The study used data from dozens of Providence hospital emergency departments in Oregon and Washington, including Swedish Medical Center in Seattle and Providence St. Vincent Medical Center in Portland.
The researchers identified 102 cases: People who plausibly could have been exposed to COVID-19 in the emergency department.
The cases were patients who visited an emergency department between March and July 2020 without any symptoms of COVID-19, and who tested positive for COVID-19 one to three weeks later.
Each case was matched with two members of a control group. The people in the control group had similar demographic profiles to the cases, had visited the same emergency department on the same week, and had also gotten tested for COVID-19 one to three weeks later. The difference between the groups was that the control group tested negative.

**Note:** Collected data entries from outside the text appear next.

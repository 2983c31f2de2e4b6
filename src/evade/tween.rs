//! Time-based position tween with ease-out-quad easing

use glam::Vec2;

/// Ease-out-quadratic: fast start, gentle settle. Input clamped to [0, 1].
#[inline]
pub fn ease_out_quad(t: f32) -> f32 {
    let t = t.clamp(0.0, 1.0);
    1.0 - (1.0 - t) * (1.0 - t)
}

/// An in-flight jump from one position to another, driven by wall-clock
/// milliseconds so a rAF callback can sample it each frame.
#[derive(Debug, Clone, Copy)]
pub struct Tween {
    pub from: Vec2,
    pub to: Vec2,
    pub start_ms: f64,
    pub duration_ms: f64,
}

impl Tween {
    pub fn new(from: Vec2, to: Vec2, start_ms: f64, duration_ms: f64) -> Self {
        Self {
            from,
            to,
            start_ms,
            duration_ms,
        }
    }

    /// Position at `now_ms` and whether the tween has finished.
    pub fn sample(&self, now_ms: f64) -> (Vec2, bool) {
        let t = if self.duration_ms > 0.0 {
            (((now_ms - self.start_ms) / self.duration_ms).clamp(0.0, 1.0)) as f32
        } else {
            1.0
        };
        let eased = ease_out_quad(t);
        (self.from.lerp(self.to, eased), t >= 1.0)
    }
}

Using the timestamps in the patients’ electronic medical records, the researchers looked back and counted how many minutes each person had been in the emergency department at the same time as someone with COVID-19, or shortly after someone after COVID-19 had been there.
They found no link between being in the emergency room at the same time as someone with COVID-19 and testing positive for it later.
“EDs are actually safe, and people shouldn’t be delaying getting the care that they need,” Robicsek said.
The ventilation systems in most emergency rooms, combined with strong infection control practices like identifying and isolating possible COVID-19 patients may help prevent transmission.
“In a typical emergency department, unlike in a setting like a school, the personnel who work there are really, really good at managing contagious diseases,” Robicsek said.
Other medical experts say the study, while small, adds to a growing body of work showing patients are relatively unlikely to acquire COVID-19 in hospitals.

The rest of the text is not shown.